▶ _WORK TO BE COMPLETED_: Your task is to gather the lines below that hold the string "settings".

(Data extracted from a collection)

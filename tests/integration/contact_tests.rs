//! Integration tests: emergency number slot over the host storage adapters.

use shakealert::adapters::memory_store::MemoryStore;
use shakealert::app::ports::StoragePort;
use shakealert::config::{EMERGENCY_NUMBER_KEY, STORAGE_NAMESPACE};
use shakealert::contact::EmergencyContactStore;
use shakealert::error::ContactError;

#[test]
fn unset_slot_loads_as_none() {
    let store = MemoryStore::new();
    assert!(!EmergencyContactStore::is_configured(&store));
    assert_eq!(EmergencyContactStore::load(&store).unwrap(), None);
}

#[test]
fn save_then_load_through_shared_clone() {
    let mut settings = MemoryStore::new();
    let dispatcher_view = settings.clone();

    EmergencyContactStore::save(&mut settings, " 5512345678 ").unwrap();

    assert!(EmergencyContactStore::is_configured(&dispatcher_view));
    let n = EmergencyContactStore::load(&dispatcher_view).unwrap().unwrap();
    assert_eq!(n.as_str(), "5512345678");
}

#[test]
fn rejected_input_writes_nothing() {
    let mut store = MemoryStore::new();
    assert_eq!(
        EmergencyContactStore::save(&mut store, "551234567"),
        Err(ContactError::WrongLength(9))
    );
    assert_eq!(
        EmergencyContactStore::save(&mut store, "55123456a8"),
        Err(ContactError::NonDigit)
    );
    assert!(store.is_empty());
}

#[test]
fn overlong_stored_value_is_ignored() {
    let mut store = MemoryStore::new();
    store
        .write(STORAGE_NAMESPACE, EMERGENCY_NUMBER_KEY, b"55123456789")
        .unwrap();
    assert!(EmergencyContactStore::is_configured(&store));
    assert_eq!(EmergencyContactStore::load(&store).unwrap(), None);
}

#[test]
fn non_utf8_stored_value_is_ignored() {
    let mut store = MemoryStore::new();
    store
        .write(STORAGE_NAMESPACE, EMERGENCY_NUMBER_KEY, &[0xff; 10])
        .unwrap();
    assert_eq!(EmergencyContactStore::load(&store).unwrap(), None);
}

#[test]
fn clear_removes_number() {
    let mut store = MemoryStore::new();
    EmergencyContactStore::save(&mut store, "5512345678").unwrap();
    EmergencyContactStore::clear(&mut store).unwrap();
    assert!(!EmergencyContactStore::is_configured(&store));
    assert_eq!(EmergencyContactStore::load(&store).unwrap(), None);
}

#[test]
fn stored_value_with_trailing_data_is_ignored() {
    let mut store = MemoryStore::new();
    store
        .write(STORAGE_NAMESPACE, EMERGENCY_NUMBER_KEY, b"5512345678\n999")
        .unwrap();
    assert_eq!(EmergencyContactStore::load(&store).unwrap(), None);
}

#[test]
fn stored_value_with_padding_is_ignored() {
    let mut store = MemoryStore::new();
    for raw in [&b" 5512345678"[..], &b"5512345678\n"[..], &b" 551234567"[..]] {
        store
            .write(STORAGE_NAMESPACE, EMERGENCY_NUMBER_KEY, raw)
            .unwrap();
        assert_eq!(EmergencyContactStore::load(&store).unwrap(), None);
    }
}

==

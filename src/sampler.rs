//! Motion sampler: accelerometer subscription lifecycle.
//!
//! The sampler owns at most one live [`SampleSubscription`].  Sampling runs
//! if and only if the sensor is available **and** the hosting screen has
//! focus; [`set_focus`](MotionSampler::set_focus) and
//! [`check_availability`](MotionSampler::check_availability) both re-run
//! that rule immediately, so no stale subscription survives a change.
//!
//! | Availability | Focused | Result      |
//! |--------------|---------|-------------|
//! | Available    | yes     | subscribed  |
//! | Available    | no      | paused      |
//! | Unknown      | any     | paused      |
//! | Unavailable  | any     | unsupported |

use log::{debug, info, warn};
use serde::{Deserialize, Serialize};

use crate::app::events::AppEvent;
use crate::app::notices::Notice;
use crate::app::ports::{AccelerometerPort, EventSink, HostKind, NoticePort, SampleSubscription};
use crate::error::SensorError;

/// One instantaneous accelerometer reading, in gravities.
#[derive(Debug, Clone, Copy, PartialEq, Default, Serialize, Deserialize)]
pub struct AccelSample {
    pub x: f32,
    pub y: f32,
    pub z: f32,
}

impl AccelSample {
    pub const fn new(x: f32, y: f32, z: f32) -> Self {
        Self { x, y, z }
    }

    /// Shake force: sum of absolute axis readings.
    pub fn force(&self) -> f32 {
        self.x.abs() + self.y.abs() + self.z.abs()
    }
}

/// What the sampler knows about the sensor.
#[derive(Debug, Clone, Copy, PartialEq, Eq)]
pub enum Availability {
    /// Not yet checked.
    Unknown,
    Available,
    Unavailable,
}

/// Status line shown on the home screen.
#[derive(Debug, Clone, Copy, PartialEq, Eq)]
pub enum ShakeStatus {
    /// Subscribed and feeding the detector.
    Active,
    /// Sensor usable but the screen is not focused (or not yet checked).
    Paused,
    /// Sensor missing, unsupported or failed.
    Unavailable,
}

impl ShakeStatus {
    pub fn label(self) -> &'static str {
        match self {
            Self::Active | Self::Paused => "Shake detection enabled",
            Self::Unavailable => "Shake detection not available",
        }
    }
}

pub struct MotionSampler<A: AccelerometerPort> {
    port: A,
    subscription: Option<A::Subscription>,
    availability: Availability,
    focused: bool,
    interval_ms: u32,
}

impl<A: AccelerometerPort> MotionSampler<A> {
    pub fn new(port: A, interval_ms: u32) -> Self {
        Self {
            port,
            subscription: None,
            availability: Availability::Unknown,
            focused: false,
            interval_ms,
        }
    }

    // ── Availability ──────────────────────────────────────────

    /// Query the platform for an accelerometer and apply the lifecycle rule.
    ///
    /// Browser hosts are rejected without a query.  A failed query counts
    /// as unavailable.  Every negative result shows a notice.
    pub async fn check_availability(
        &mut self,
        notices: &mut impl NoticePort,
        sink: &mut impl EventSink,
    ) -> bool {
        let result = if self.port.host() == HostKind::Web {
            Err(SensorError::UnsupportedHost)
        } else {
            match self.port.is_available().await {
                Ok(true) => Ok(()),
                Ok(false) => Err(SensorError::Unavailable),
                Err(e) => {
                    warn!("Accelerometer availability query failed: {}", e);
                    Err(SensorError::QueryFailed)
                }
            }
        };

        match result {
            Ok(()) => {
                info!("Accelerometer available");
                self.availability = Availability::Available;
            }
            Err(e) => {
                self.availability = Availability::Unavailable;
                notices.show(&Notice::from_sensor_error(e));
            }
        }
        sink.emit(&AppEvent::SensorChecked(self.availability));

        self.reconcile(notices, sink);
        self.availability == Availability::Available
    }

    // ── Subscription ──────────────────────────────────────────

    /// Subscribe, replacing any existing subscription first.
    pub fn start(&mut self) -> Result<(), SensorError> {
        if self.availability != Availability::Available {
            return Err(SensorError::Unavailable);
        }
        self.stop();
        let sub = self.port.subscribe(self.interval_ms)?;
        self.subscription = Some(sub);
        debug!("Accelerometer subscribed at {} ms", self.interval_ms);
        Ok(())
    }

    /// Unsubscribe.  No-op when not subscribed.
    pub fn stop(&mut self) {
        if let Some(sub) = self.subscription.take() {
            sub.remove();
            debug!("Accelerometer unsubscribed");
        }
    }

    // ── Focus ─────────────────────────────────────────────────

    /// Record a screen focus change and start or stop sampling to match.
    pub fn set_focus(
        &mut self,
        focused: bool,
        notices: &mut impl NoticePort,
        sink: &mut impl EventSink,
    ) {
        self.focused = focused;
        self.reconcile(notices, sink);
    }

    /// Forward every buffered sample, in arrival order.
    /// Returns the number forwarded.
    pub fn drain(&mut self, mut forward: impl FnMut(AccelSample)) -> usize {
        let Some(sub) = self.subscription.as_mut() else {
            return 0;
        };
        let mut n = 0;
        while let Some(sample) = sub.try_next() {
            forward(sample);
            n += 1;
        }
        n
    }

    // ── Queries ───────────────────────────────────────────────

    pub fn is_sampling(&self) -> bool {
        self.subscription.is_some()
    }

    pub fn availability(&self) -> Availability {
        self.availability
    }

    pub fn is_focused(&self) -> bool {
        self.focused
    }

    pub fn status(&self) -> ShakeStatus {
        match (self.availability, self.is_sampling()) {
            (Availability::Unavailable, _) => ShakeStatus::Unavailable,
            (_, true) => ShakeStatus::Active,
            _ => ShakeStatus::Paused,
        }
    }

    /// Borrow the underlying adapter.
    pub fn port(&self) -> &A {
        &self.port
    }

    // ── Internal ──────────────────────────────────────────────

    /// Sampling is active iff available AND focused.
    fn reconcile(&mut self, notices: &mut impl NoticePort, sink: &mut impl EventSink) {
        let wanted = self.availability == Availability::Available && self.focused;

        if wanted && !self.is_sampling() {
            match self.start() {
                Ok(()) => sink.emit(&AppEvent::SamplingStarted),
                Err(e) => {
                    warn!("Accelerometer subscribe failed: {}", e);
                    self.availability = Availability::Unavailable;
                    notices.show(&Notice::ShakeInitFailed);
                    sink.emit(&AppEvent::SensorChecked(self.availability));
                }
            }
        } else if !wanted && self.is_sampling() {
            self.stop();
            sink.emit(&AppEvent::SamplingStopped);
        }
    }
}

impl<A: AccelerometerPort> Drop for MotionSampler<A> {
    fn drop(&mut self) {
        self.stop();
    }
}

▶ _TASK RESULT_:
    let mut settings = MemoryStore::new();
    let dispatcher_view = settings.clone();
    EmergencyContactStore::save(&mut settings, " 5512345678 ").unwrap();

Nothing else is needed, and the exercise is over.